Il la prit dans ses bras et ses larmes redoublèrent.
Les deux colocataires restèrent dans la même position sans échanger un mot jusqu’à ce que le ventre de Louise gargouille.
Il dégagea ses doigts des siens et l’embrassa dans le cou.
- Je te laisse allumer le gaz et faire bouillir de l’eau, je vais voir dans la chambre de Cédric.
- Les femmes à la cuisine, c’est ça ?! Eh, reviens, je ne sais même pas comment marche ton truc ! D’accord, tant pis pour toi si je mets le feu !
Il rit tout en s’habillant dans sa chambre après avoir récupéré des ustensiles de la cuisine. C’était tout à fait probable qu’elle déclenche un incendie. Il enfila un simple jean et l’un de ses deux derniers hoodies propres.
- Bon, ça c’est fait, se dit-il en allumant lui-même le réchaud. Il posa la casserole et la remplit avec qui restait d’une bouteille déjà ouverte.
Julien se prépara mentalement au pire et il rejoignit la chambre de Cédric. Première surprise : le sol était impeccablement propre. Une odeur de lilas flottait dans la pièce. Louise avait tout nettoyé !
Quant à l’inconnue… elle respirait encore, les paupières fermées. Une hideuse croûte s’était constituée sur son crâne à droite tandis qu’une bosse déformait la plaie toujours ouverte à gauche. Elle ne lui parut pas profonde. Quelques strips suffiraient.

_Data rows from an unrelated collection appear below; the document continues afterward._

/*
Copyright 2024 San Francisco Compute Company

Licensed under the Apache License, Version 2.0 (the "License");
you may not use this file except in compliance with the License.
You may obtain a copy of the License at

    http://www.apache.org/licenses/LICENSE-2.0

Unless required by applicable law or agreed to in writing, software
distributed under the License is distributed on an "AS IS" BASIS,
WITHOUT WARRANTIES OR CONDITIONS OF ANY KIND, either express or implied.
See the License for the specific language governing permissions and
limitations under the License.
*/

//! Per-element record construction
//!
//! Each element of a response's `value` array either becomes exactly one
//! record or is dropped with exactly one [`DroppedElement`]. Mandatory fields
//! are checked first; optional fields fall back to empty strings, zero, or the
//! unknown CPU pair.

use crate::domain::parsers::{
    classify_cpu, get_int, get_str, normalize_hostname, parse_date_field, Lookup,
};
use crate::domain::{
    BuildOutcome, DroppedElement, ElementError, ReportConfig, SystemRecord, WarrantyRecord,
};
use log::{debug, warn};
use serde_json::Value;

/// Name of the array that carries the elements of every response
pub const ELEMENTS_FIELD: &str = "value";

/// The elements of a response, or nothing when the `value` array is missing
pub fn response_elements(root: &Value) -> &[Value] {
    match root.get(ELEMENTS_FIELD) {
        Some(Value::Array(items)) => items.as_slice(),
        Some(_) => {
            warn!("Response field '{ELEMENTS_FIELD}' is not an array");
            &[]
        }
        None => {
            warn!("Response has no '{ELEMENTS_FIELD}' array");
            &[]
        }
    }
}

/// Build inventory records from a systems response
pub fn build_system_records(root: &Value, config: &ReportConfig) -> BuildOutcome<SystemRecord> {
    collect_records(root, "system", |element| {
        build_system_record(element, config)
    })
}

/// Build warranty records from a warranty response
pub fn build_warranty_records(root: &Value) -> BuildOutcome<WarrantyRecord> {
    collect_records(root, "warranty", build_warranty_record)
}

fn collect_records<T, F>(root: &Value, kind: &str, build: F) -> BuildOutcome<T>
where
    F: Fn(&Value) -> Result<T, ElementError>,
{
    let mut outcome = BuildOutcome::new();
    for (index, element) in response_elements(root).iter().enumerate() {
        match build(element) {
            Ok(record) => outcome.records.push(record),
            Err(error) => {
                warn!("Skipping {kind} item {index}: {error}");
                outcome.dropped.push(DroppedElement { index, error });
            }
        }
    }
    outcome
}

fn mandatory_str(element: &Value, field: &'static str) -> Result<String, ElementError> {
    match get_str(element, field).value() {
        Some(value) if !value.is_empty() => Ok(value),
        _ => Err(ElementError::MandatoryFieldAbsent { field }),
    }
}

/// Build one inventory record
pub fn build_system_record(
    element: &Value,
    config: &ReportConfig,
) -> Result<SystemRecord, ElementError> {
    let sku = mandatory_str(element, "SKU")?;

    let hostname = match get_str(element, "Name") {
        Lookup::Absent => {
            warn!("No hostname defined for SKU: {sku}");
            String::new()
        }
        name => normalize_hostname(&name.or_default(), config.fqdn),
    };

    let summary = get_str(element, "ProcessorSummary.Model").or_default();
    let cpu = classify_cpu(&summary);
    if cpu.is_unknown() {
        debug!("No CPU pattern matched {summary:?} for SKU: {sku}");
    }

    Ok(SystemRecord {
        sku,
        hostname,
        model: get_str(element, "Model").or_default(),
        cpu_count: get_int(element, "ProcessorSummary.Count").or_default(),
        cpu_family: cpu.family,
        cpu_model: cpu.model,
        memory_gib: get_int(element, "MemorySummary.TotalSystemMemoryGiB").or_default(),
    })
}

/// Build one warranty record
pub fn build_warranty_record(element: &Value) -> Result<WarrantyRecord, ElementError> {
    let device_identifier = mandatory_str(element, "DeviceIdentifier")?;
    let start_date = parse_date_field(element, "StartDate")?;
    let end_date = parse_date_field(element, "EndDate")?;

    Ok(WarrantyRecord {
        device_identifier,
        device_name: get_str(element, "DeviceName").or_default().to_lowercase(),
        device_model: get_str(element, "DeviceModel").or_default(),
        start_date,
        end_date,
        description: get_str(element, "ServiceLevelDescription").or_default(),
    })
}
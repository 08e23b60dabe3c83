/*
Copyright 2024 San Francisco Compute Company

Licensed under the Apache License, Version 2.0 (the "License");
you may not use this file except in compliance with the License.
You may obtain a copy of the License at

    http://www.apache.org/licenses/LICENSE-2.0

Unless required by applicable law or agreed to in writing, software
distributed under the License is distributed on an "AS IS" BASIS,
WITHOUT WARRANTIES OR CONDITIONS OF ANY KIND, either express or implied.
See the License for the specific language governing permissions and
limitations under the License.
*/

//! Pure functions for pulling typed values out of API responses
//!
//! These functions are pure (no side effects) and can be easily tested in isolation.

pub mod cpu;
pub mod dates;
pub mod fields;
pub mod hostname;

pub use cpu::*;
pub use dates::*;
pub use fields::*;
pub use hostname::*;
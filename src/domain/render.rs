/*
Copyright 2024 San Francisco Compute Company

Licensed under the Apache License, Version 2.0 (the "License");
you may not use this file except in compliance with the License.
You may obtain a copy of the License at

    http://www.apache.org/licenses/LICENSE-2.0

Unless required by applicable law or agreed to in writing, software
distributed under the License is distributed on an "AS IS" BASIS,
WITHOUT WARRANTIES OR CONDITIONS OF ANY KIND, either express or implied.
See the License for the specific language governing permissions and
limitations under the License.
*/

//! Report rendering
//!
//! Both renderers are stateless: the same records always produce the same bytes.

use crate::domain::{DomainError, SystemRecord, WarrantyRecord};
use std::io::Write;

/// Minimum width of the hostname column
pub const HOSTNAME_WIDTH: usize = 20;
/// Minimum width of the model column
pub const MODEL_WIDTH: usize = 30;

/// Format one inventory line, newline included
pub fn format_system_line(record: &SystemRecord) -> String {
    format!(
        "{} {:<hw$} {:<mw$} {} {} {} {}\n",
        record.sku,
        record.hostname,
        record.model,
        record.cpu_count,
        record.cpu_family,
        record.cpu_model,
        record.memory_gib,
        hw = HOSTNAME_WIDTH,
        mw = MODEL_WIDTH,
    )
}

/// Write the inventory table, one line per record, no header or footer
///
/// Lines are written as they are formatted, so a write error leaves the
/// earlier lines in place.
pub fn render_system_table<W: Write>(
    records: &[SystemRecord],
    out: &mut W,
) -> Result<(), DomainError> {
    for record in records {
        out.write_all(format_system_line(record).as_bytes())
            .map_err(|e| DomainError::WriteFailed(format!("Failed to write table row: {e}")))?;
    }
    out.flush()
        .map_err(|e| DomainError::WriteFailed(format!("Failed to flush table: {e}")))
}

/// Serialize warranty records as a single compact JSON array
pub fn render_warranty_json(records: &[WarrantyRecord]) -> Result<Vec<u8>, DomainError> {
    serde_json::to_vec(records)
        .map_err(|e| DomainError::SerializationFailed(format!("JSON serialization failed: {e}")))
}
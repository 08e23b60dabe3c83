/*
Copyright 2024 San Francisco Compute Company

Licensed under the Apache License, Version 2.0 (the "License");
you may not use this file except in compliance with the License.
You may obtain a copy of the License at

    http://www.apache.org/licenses/LICENSE-2.0

Unless required by applicable law or agreed to in writing, software
distributed under the License is distributed on an "AS IS" BASIS,
WITHOUT WARRANTIES OR CONDITIONS OF ANY KIND, either express or implied.
See the License for the specific language governing permissions and
limitations under the License.
*/

//! Core types, errors and the record pipeline

pub mod entities;
pub mod errors;
pub mod parsers;
pub mod render;
pub mod services;

pub use entities::*;
pub use errors::*;
pub use render::*;
pub use services::*;
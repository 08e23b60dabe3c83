/*
Copyright 2024 San Francisco Compute Company

Licensed under the Apache License, Version 2.0 (the "License");
you may not use this file except in compliance with the License.
You may obtain a copy of the License at

    http://www.apache.org/licenses/LICENSE-2.0

Unless required by applicable law or agreed to in writing, software
distributed under the License is distributed on an "AS IS" BASIS,
WITHOUT WARRANTIES OR CONDITIONS OF ANY KIND, either express or implied.
See the License for the specific language governing permissions and
limitations under the License.
*/

pub mod config;
pub mod publisher;
pub mod source;

pub use config::{ConfigError, TomlConfigurationProvider, DEFAULT_CONFIG_FILE};
pub use publisher::FileSystemRepository;
pub use source::{FileJsonSource, HttpJsonSource};
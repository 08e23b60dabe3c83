/*
Copyright 2024 San Francisco Compute Company

Licensed under the Apache License, Version 2.0 (the "License");
you may not use this file except in compliance with the License.
You may obtain a copy of the License at

    http://www.apache.org/licenses/LICENSE-2.0

Unless required by applicable law or agreed to in writing, software
distributed under the License is distributed on an "AS IS" BASIS,
WITHOUT WARRANTIES OR CONDITIONS OF ANY KIND, either express or implied.
See the License for the specific language governing permissions and
limitations under the License.
*/

use crate::domain::{DomainError, WarrantyRecord};
use async_trait::async_trait;
use std::path::Path;

/// Secondary port - File repository abstraction
///
/// This interface abstracts file-based storage of report exports
#[async_trait]
pub trait FileRepository: Send + Sync {
    /// Replace the contents of `path` with the warranty records as a JSON array
    ///
    /// # Arguments
    /// * `records` - Records to export, in order
    /// * `path` - Destination file
    ///
    /// # Returns
    /// * `Ok(())` - File fully written
    /// * `Err(DomainError)` - Nothing was written to `path`
    async fn save_warranty_json(
        &self,
        records: &[WarrantyRecord],
        path: &Path,
    ) -> Result<(), DomainError>;
}
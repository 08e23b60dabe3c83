/*
Copyright 2024 San Francisco Compute Company

Licensed under the Apache License, Version 2.0 (the "License");
you may not use this file except in compliance with the License.
You may obtain a copy of the License at

    http://www.apache.org/licenses/LICENSE-2.0

Unless required by applicable law or agreed to in writing, software
distributed under the License is distributed on an "AS IS" BASIS,
WITHOUT WARRANTIES OR CONDITIONS OF ANY KIND, either express or implied.
See the License for the specific language governing permissions and
limitations under the License.
*/

//! TOML configuration file loader

use crate::domain::{AppConfig, DomainError};
use crate::ports::ConfigurationProvider;
use async_trait::async_trait;
use std::path::{Path, PathBuf};
use thiserror::Error;

/// Default configuration file name, looked up in the working directory
pub const DEFAULT_CONFIG_FILE: &str = "ome_report.toml";

#[derive(Debug, Error)]
pub enum ConfigError {
    #[error("failed to read config file {path}: {source}")]
    Read {
        path: String,
        source: std::io::Error,
    },
    #[error("failed to parse TOML in {path}: {source}")]
    Parse {
        path: String,
        source: toml::de::Error,
    },
    #[error("{0}")]
    Validation(DomainError),
}

impl From<ConfigError> for DomainError {
    fn from(err: ConfigError) -> Self {
        match err {
            ConfigError::Validation(inner) => inner,
            other => DomainError::ConfigInvalid(other.to_string()),
        }
    }
}

/// Configuration provider backed by a TOML file
pub struct TomlConfigurationProvider {
    path: PathBuf,
}

impl TomlConfigurationProvider {
    pub fn new(path: impl Into<PathBuf>) -> Self {
        Self { path: path.into() }
    }

    pub fn path(&self) -> &Path {
        &self.path
    }

    /// Parse and validate configuration text
    pub fn parse(text: &str, origin: &str) -> Result<AppConfig, ConfigError> {
        let config: AppConfig = toml::from_str(text).map_err(|source| ConfigError::Parse {
            path: origin.to_string(),
            source,
        })?;
        config.validate().map_err(ConfigError::Validation)?;
        Ok(config)
    }

    /// Read, parse and validate the configuration file
    pub async fn load_from_file(&self) -> Result<AppConfig, ConfigError> {
        let origin = self.path.display().to_string();
        let text = tokio::fs::read_to_string(&self.path)
            .await
            .map_err(|source| ConfigError::Read {
                path: origin.clone(),
                source,
            })?;
        Self::parse(&text, &origin)
    }

    /// TOML rendering of the default configuration
    pub fn example_toml() -> Result<String, DomainError> {
        toml::to_string_pretty(&AppConfig::default())
            .map_err(|e| DomainError::SerializationFailed(format!("TOML serialization failed: {e}")))
    }
}

#[async_trait]
impl ConfigurationProvider for TomlConfigurationProvider {
    async fn load_config(&self) -> Result<AppConfig, DomainError> {
        Ok(self.load_from_file().await?)
    }
}

#[cfg(test)]
mod tests {
    use super::*;
    use tempfile::tempdir;

    const SAMPLE: &str = r#"
[api]
url = "https://foobar.baz"
username = "user"
password = "password"
certfile = "/foo/file.pem"

[source]
systems_file = "systems.json"

[logging]
level = "trace"

[output]
filename = "/var/lib/ome/warranty.json"
fqdn = true
"#;

    #[test]
    fn test_parse_full_file() {
        let config = TomlConfigurationProvider::parse(SAMPLE, "sample").unwrap();
        assert_eq!(config.api.url, "https://foobar.baz");
        assert_eq!(config.api.username, "user");
        assert_eq!(config.api.certfile, "/foo/file.pem");
        assert_eq!(config.api.timeout_secs, 30);
        assert_eq!(config.api.retry_count, 2);
        assert_eq!(config.source.systems_file.as_deref(), Some("systems.json"));
        assert_eq!(config.logging.level, "trace");
        assert_eq!(config.output.filename, "/var/lib/ome/warranty.json");
        assert!(config.output.fqdn);
    }

    #[test]
    fn test_empty_file_uses_defaults() {
        let config = TomlConfigurationProvider::parse("", "empty").unwrap();
        assert_eq!(config, AppConfig::default());
    }

    #[test]
    fn test_invalid_values_rejected() {
        let err = TomlConfigurationProvider::parse("[logging]\nlevel = \"breakit\"\n", "bad")
            .unwrap_err();
        assert!(matches!(err, ConfigError::Validation(_)));

        let err = TomlConfigurationProvider::parse("[output]\nfqdn = \"yes\"\n", "bad").unwrap_err();
        assert!(matches!(err, ConfigError::Parse { .. }));
    }

    #[test]
    fn test_example_round_trips() {
        let text = TomlConfigurationProvider::example_toml().unwrap();
        let config = TomlConfigurationProvider::parse(&text, "example").unwrap();
        assert_eq!(config, AppConfig::default());
    }

    #[tokio::test]
    async fn test_load_written_file() {
        let dir = tempdir().unwrap();
        let path = dir.path().join("ome_report.toml");
        std::fs::write(&path, SAMPLE).unwrap();

        let provider = TomlConfigurationProvider::new(&path);
        let config = provider.load_config().await.unwrap();
        assert_eq!(config.api.password, "password");
    }

    #[tokio::test]
    async fn test_missing_file_is_config_invalid() {
        let dir = tempdir().unwrap();
        let provider = TomlConfigurationProvider::new(dir.path().join("missing.toml"));
        assert!(matches!(
            provider.load_config().await,
            Err(DomainError::ConfigInvalid(_))
        ));
    }
}
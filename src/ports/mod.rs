/*
Copyright 2024 San Francisco Compute Company

Licensed under the Apache License, Version 2.0 (the "License");
you may not use this file except in compliance with the License.
You may obtain a copy of the License at

    http://www.apache.org/licenses/LICENSE-2.0

Unless required by applicable law or agreed to in writing, software
distributed under the License is distributed on an "AS IS" BASIS,
WITHOUT WARRANTIES OR CONDITIONS OF ANY KIND, either express or implied.
See the License for the specific language governing permissions and
limitations under the License.
*/

//! Interfaces between the report pipeline and the outside world

pub mod primary;
pub mod secondary;

pub use primary::*;
pub use secondary::*;
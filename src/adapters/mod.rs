/*
Copyright 2024 San Francisco Compute Company

Licensed under the Apache License, Version 2.0 (the "License");
you may not use this file except in compliance with the License.
You may obtain a copy of the License at

    http://www.apache.org/licenses/LICENSE-2.0

Unless required by applicable law or agreed to in writing, software
distributed under the License is distributed on an "AS IS" BASIS,
WITHOUT WARRANTIES OR CONDITIONS OF ANY KIND, either express or implied.
See the License for the specific language governing permissions and
limitations under the License.
*/

//! Implementations of the secondary ports

pub mod secondary;

pub use secondary::*;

Consciencieux, il prit sa pression artérielle, 170/110. Trop haut. C’était mauvais signe.
Julien changea la perfusion presque vide et la raccrocha tans bien que mal à la poignée du placard.
Il lui ouvrit les yeux, éclairant les pupilles avec sa lampe torche restée sur le lit. Symétriques ! Elles étaient symétriques !
Julien n’en revenait pas. Les chances étaient infimes mais la médecine est un art souvent surprenant.
Il trouvait néanmoins son front trop chaud et le thermomètre auriculaire confirma la fièvre : 38.2°C.
- Tu en pense quoi ? l’interrogea Louise. Elle va se réveiller ?
Elle portait SON jogging bleu et SON dernier hoodie noir !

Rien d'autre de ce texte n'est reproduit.